Medicaid beneficiaries, seniors, and people with disabilities: gain access to home-like assisted living and housing-based non‑institutional long‑term care instead of nursing homes, allowing more community-based care and support.
State governments and Medicaid programs: may reduce Medicaid spending by shifting eligible long‑term care from higher‑cost institutional settings to community-based assisted living and LIHTC‑linked services when per‑capita costs are equal or lower.
Low-income seniors: increases development of LIHTC‑funded affordable housing projects that include on‑site supportive, non‑institutional services, expanding integrated housing options that support independence and quality of life.
State Medicaid and housing agencies: will incur additional administrative, planning, verification, and monitoring costs to estimate per‑capita Medicaid costs, amend plans, and oversee service claims.
Medicaid beneficiaries: access could be uneven or denied depending on state laws, eligibility rules, or cost‑comparison results, producing geographic disparities in who can get assisted living coverage.
Providers and institutional facilities: assisted living providers may face reimbursement or eligibility constraints and hospitals/facilities may lose revenue if funding shifts to housing‑based services, potentially reducing provider capacity or availability.
Based on analysis of 2 sections of legislative text.
Requires Medicaid coverage of assisted-living services where state law permits and costs no more than institutional care, and lets LIHTC award points to projects that reduce LTSS Medicaid costs.

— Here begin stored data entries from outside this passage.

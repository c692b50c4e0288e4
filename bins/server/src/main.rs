//! Finbook API Server
//!
//! Main entry point for the Finbook backend service.

use std::sync::Arc;
use std::time::Duration;

use tokio::net::TcpListener;
use tracing::info;
use tracing_subscriber::{layer::SubscriberExt, util::SubscriberInitExt};

use finbook_api::{AppState, create_router};
use finbook_db::connect_with_retry;
use finbook_shared::AppConfig;
use finbook_shared::jwt::{JwtConfig, JwtService};

/// Fixed delay between reconnect attempts while the database is down.
const RECONNECT_DELAY: Duration = Duration::from_secs(5);

#[tokio::main]
async fn main() -> anyhow::Result<()> {
    // Load environment variables from .env file
    dotenvy::dotenv().ok();

    // Initialize tracing
    tracing_subscriber::registry()
        .with(
            tracing_subscriber::EnvFilter::try_from_default_env()
                .unwrap_or_else(|_| "finbook=debug,tower_http=debug".into()),
        )
        .with(tracing_subscriber::fmt::layer())
        .init();

    // Load configuration
    let config = AppConfig::load().expect("Failed to load configuration");

    // Connect to database, retrying until it comes up
    let db = connect_with_retry(&config.database, RECONNECT_DELAY).await;
    info!("Connected to database");

    // Create token service
    let jwt_service = JwtService::new(JwtConfig {
        secret: config.jwt.secret.clone(),
        token_expires_hours: config.jwt.token_expiry_hours,
    });

    // Create application state
    let state = AppState {
        db: Arc::new(db),
        jwt_service: Arc::new(jwt_service),
    };

    // Create router
    let app = create_router(state);

    // Start server
    let addr = format!("{}:{}", config.server.host, config.server.port);
    let listener = TcpListener::bind(&addr).await?;
    info!("Server listening on {}", addr);

    axum::serve(listener, app)
        .with_graceful_shutdown(shutdown_signal())
        .await?;

    info!("Server shut down");

    Ok(())
}

/// Resolves when SIGTERM or ctrl-c arrives.
async fn shutdown_signal() {
    let ctrl_c = async {
        tokio::signal::ctrl_c()
            .await
            .expect("Failed to install ctrl-c handler");
    };

    #[cfg(unix)]
    let terminate = async {
        tokio::signal::unix::signal(tokio::signal::unix::SignalKind::terminate())
            .expect("Failed to install SIGTERM handler")
            .recv()
            .await;
    };

    #[cfg(not(unix))]
    let terminate = std::future::pending::<()>();

    tokio::select! {
        () = ctrl_c => {},
        () = terminate => {},
    }

    info!("Shutdown signal received");
}
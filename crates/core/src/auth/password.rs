//! Password hashing with Argon2id.
//!
//! Stored hashes are PHC strings carrying their own salt and parameters, so
//! verification needs no side-channel state. The default cost parameters put
//! a verify in the ~100ms range on commodity hardware.

use argon2::{
    Argon2, PasswordHash,
    password_hash::{PasswordHasher, PasswordVerifier, SaltString, rand_core::OsRng},
};
use thiserror::Error;

/// Errors that can occur during password operations.
#[derive(Debug, Error)]
pub enum PasswordError {
    /// Failed to hash password.
    #[error("failed to hash password: {0}")]
    HashError(String),

    /// Failed to verify password.
    #[error("failed to verify password: {0}")]
    VerifyError(String),

    /// Invalid password hash format.
    #[error("invalid password hash format")]
    InvalidHash,
}

/// Hashes a password with a fresh random salt.
///
/// # Errors
///
/// Returns `PasswordError::HashError` if hashing fails.
///
/// # Example
///
/// ```
/// use finbook_core::auth::hash_password;
///
/// let hash = hash_password("my_secure_password").unwrap();
/// assert!(hash.starts_with("$argon2id$"));
/// ```
pub fn hash_password(password: &str) -> Result<String, PasswordError> {
    let salt = SaltString::generate(&mut OsRng);
    let argon2 = Argon2::default();

    argon2
        .hash_password(password.as_bytes(), &salt)
        .map(|hash| hash.to_string())
        .map_err(|e| PasswordError::HashError(e.to_string()))
}

/// Verifies a password against a stored PHC-format hash.
///
/// Returns `Ok(false)` for a well-formed hash that simply does not match;
/// errors are reserved for malformed hashes and unexpected failures.
///
/// # Errors
///
/// Returns `PasswordError::InvalidHash` if the hash format is invalid.
/// Returns `PasswordError::VerifyError` if verification fails unexpectedly.
pub fn verify_password(password: &str, hash: &str) -> Result<bool, PasswordError> {
    let parsed_hash = PasswordHash::new(hash).map_err(|_| PasswordError::InvalidHash)?;

    let argon2 = Argon2::default();

    match argon2.verify_password(password.as_bytes(), &parsed_hash) {
        Ok(()) => Ok(true),
        Err(argon2::password_hash::Error::Password) => Ok(false),
        Err(e) => Err(PasswordError::VerifyError(e.to_string())),
    }
}

#[cfg(test)]
mod tests {
    use super::*;

    #[test]
    fn test_hash_is_phc_format() {
        let hash = hash_password("test_password_123!").unwrap();
        assert!(hash.starts_with("$argon2id$"));
        assert_ne!(hash, "test_password_123!");
    }

    #[test]
    fn test_verify_correct_password() {
        let hash = hash_password("correct_password").unwrap();
        assert!(verify_password("correct_password", &hash).unwrap());
    }

    #[test]
    fn test_verify_wrong_password() {
        let hash = hash_password("correct_password").unwrap();
        assert!(!verify_password("wrong_password", &hash).unwrap());
    }

    #[test]
    fn test_salts_are_random() {
        let hash1 = hash_password("password1").unwrap();
        let hash2 = hash_password("password1").unwrap();
        assert_ne!(hash1, hash2);
    }

    #[test]
    fn test_invalid_hash_format() {
        let result = verify_password("password", "invalid_hash");
        assert!(matches!(result, Err(PasswordError::InvalidHash)));
    }
}
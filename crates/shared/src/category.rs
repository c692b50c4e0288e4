//! The fixed expense category set.
//!
//! Defined once and consumed by both input validation and presentation so
//! the two can never drift apart.

use std::fmt;
use std::str::FromStr;

use serde::{Deserialize, Serialize};

/// An expense category.
///
/// Serializes to the exact display labels stored in the database and shown
/// to users (e.g. `"Food & Dining"`).
#[derive(Debug, Clone, Copy, PartialEq, Eq, PartialOrd, Ord, Hash, Serialize, Deserialize)]
pub enum Category {
    /// Food & Dining.
    #[serde(rename = "Food & Dining")]
    FoodAndDining,
    /// Transportation.
    Transportation,
    /// Housing.
    Housing,
    /// Utilities.
    Utilities,
    /// Insurance.
    Insurance,
    /// Healthcare.
    Healthcare,
    /// Entertainment.
    Entertainment,
    /// Shopping.
    Shopping,
    /// Education.
    Education,
    /// Anything else.
    Other,
}

impl Category {
    /// All categories, in display order.
    pub const ALL: [Self; 10] = [
        Self::FoodAndDining,
        Self::Transportation,
        Self::Housing,
        Self::Utilities,
        Self::Insurance,
        Self::Healthcare,
        Self::Entertainment,
        Self::Shopping,
        Self::Education,
        Self::Other,
    ];

    /// Returns the display label, identical to the serialized form.
    #[must_use]
    pub const fn as_str(self) -> &'static str {
        match self {
            Self::FoodAndDining => "Food & Dining",
            Self::Transportation => "Transportation",
            Self::Housing => "Housing",
            Self::Utilities => "Utilities",
            Self::Insurance => "Insurance",
            Self::Healthcare => "Healthcare",
            Self::Entertainment => "Entertainment",
            Self::Shopping => "Shopping",
            Self::Education => "Education",
            Self::Other => "Other",
        }
    }
}

impl fmt::Display for Category {
    fn fmt(&self, f: &mut fmt::Formatter<'_>) -> fmt::Result {
        f.write_str(self.as_str())
    }
}

/// Error returned when a string is not a known category.
#[derive(Debug, Clone, PartialEq, Eq, thiserror::Error)]
#[error("unknown category: {0}")]
pub struct UnknownCategory(pub String);

impl FromStr for Category {
    type Err = UnknownCategory;

    fn from_str(s: &str) -> Result<Self, Self::Err> {
        Self::ALL
            .into_iter()
            .find(|c| c.as_str() == s)
            .ok_or_else(|| UnknownCategory(s.to_string()))
    }
}

#[cfg(test)]
mod tests {
    use rstest::rstest;

    use super::*;

    #[rstest]
    #[case(Category::FoodAndDining, "Food & Dining")]
    #[case(Category::Transportation, "Transportation")]
    #[case(Category::Other, "Other")]
    fn test_display_label(#[case] category: Category, #[case] label: &str) {
        assert_eq!(category.to_string(), label);
    }

    #[test]
    fn test_round_trips_through_from_str() {
        for category in Category::ALL {
            assert_eq!(category.as_str().parse::<Category>(), Ok(category));
        }
    }

    #[test]
    fn test_rejects_unknown_category() {
        let err = "Groceries".parse::<Category>().unwrap_err();
        assert_eq!(err, UnknownCategory("Groceries".to_string()));
    }

    #[test]
    fn test_serializes_to_display_label() {
        let json = serde_json::to_string(&Category::FoodAndDining).unwrap();
        assert_eq!(json, "\"Food & Dining\"");
    }

    #[test]
    fn test_all_has_no_duplicates() {
        let mut labels: Vec<_> = Category::ALL.iter().map(|c| c.as_str()).collect();
        labels.sort_unstable();
        labels.dedup();
        assert_eq!(labels.len(), Category::ALL.len());
    }
}
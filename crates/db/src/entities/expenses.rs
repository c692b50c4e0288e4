//! `SeaORM` Entity for the expenses table.

use sea_orm::entity::prelude::*;
use serde::{Deserialize, Serialize};

/// An expense record, owned exclusively by its creating user.
///
/// The category column holds the display label of one of the fixed
/// categories; validation happens before anything reaches this table.
#[derive(Clone, Debug, PartialEq, DeriveEntityModel, Eq, Serialize, Deserialize)]
#[sea_orm(table_name = "expenses")]
pub struct Model {
    /// Expense ID.
    #[sea_orm(primary_key, auto_increment = false)]
    pub id: Uuid,
    /// Owning user.
    pub user_id: Uuid,
    /// Trimmed, non-empty description.
    pub description: String,
    /// Non-negative amount.
    #[sea_orm(column_type = "Decimal(Some((12, 2)))")]
    pub amount: Decimal,
    /// Expense date; defaults to creation time when not supplied.
    pub date: DateTimeWithTimeZone,
    /// Category display label.
    pub category: String,
    /// Creation timestamp.
    pub created_at: DateTimeWithTimeZone,
    /// Last update timestamp.
    pub updated_at: DateTimeWithTimeZone,
}

/// Entity relations.
#[derive(Copy, Clone, Debug, EnumIter, DeriveRelation)]
pub enum Relation {
    /// The owning user.
    #[sea_orm(
        belongs_to = "super::users::Entity",
        from = "Column::UserId",
        to = "super::users::Column::Id"
    )]
    Users,
}

impl Related<super::users::Entity> for Entity {
    fn to() -> RelationDef {
        Relation::Users.def()
    }
}

impl ActiveModelBehavior for ActiveModel {}
//! Database layer with `SeaORM` entities and repositories.
//!
//! This crate provides:
//! - `SeaORM` entity definitions
//! - Repository abstractions for data access
//! - Database migrations
//! - Connection helpers, including the process-level reconnect loop

pub mod entities;
pub mod migration;
pub mod repositories;

pub use repositories::{ExpenseRepository, SalaryRepository, TodoRepository, UserRepository};

use std::time::Duration;

use sea_orm::{ConnectOptions, Database, DatabaseConnection, DbErr};
use tracing::warn;

use finbook_shared::config::DatabaseConfig;

/// Establishes a connection pool to the database.
///
/// # Errors
///
/// Returns an error if the connection cannot be established.
pub async fn connect(config: &DatabaseConfig) -> Result<DatabaseConnection, DbErr> {
    let mut options = ConnectOptions::new(&config.url);
    options
        .max_connections(config.max_connections)
        .min_connections(config.min_connections);

    Database::connect(options).await
}

/// Connects to the database, retrying forever with a fixed delay.
///
/// Connectivity failures are a process-level concern: the server keeps
/// retrying rather than exiting, and requests issued while disconnected fail
/// with internal errors instead of queuing.
pub async fn connect_with_retry(config: &DatabaseConfig, delay: Duration) -> DatabaseConnection {
    loop {
        match connect(config).await {
            Ok(db) => return db,
            Err(e) => {
                warn!(error = %e, retry_in_secs = delay.as_secs(), "Database connection failed");
                tokio::time::sleep(delay).await;
            }
        }
    }
}
//! `SeaORM` Entity for the users table.

use sea_orm::entity::prelude::*;
use serde::{Deserialize, Serialize};

/// A registered user. The password is stored only as an Argon2id hash.
#[derive(Clone, Debug, PartialEq, DeriveEntityModel, Eq, Serialize, Deserialize)]
#[sea_orm(table_name = "users")]
pub struct Model {
    /// User ID.
    #[sea_orm(primary_key, auto_increment = false)]
    pub id: Uuid,
    /// Email, unique across the table.
    #[sea_orm(unique)]
    pub email: String,
    /// Argon2id PHC hash of the password.
    pub password_hash: String,
    /// Display name.
    pub name: String,
    /// Creation timestamp.
    pub created_at: DateTimeWithTimeZone,
    /// Last update timestamp.
    pub updated_at: DateTimeWithTimeZone,
}

/// Entity relations.
#[derive(Copy, Clone, Debug, EnumIter, DeriveRelation)]
pub enum Relation {
    /// Expenses owned by this user.
    #[sea_orm(has_many = "super::expenses::Entity")]
    Expenses,
    /// Salary records owned by this user.
    #[sea_orm(has_many = "super::salaries::Entity")]
    Salaries,
}

impl Related<super::expenses::Entity> for Entity {
    fn to() -> RelationDef {
        Relation::Expenses.def()
    }
}

impl Related<super::salaries::Entity> for Entity {
    fn to() -> RelationDef {
        Relation::Salaries.def()
    }
}

impl ActiveModelBehavior for ActiveModel {}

Introduced May 4, 2026 by Max Miller · Last progress May 4, 2026
Adds assisted living residence services to the statutory list of Medicaid "medical assistance" when state law permits and when the average Medicaid cost per person in assisted living would not exceed that of hospital or nursing facility care, and gives states time to change their laws if needed. Also lets state housing credit agencies award low-income housing tax credit points to projects that reduce Medicaid costs for long-term services and supports by providing services in non-institutional settings. Both changes take effect January 1, 2027, with transitional timing for state law changes.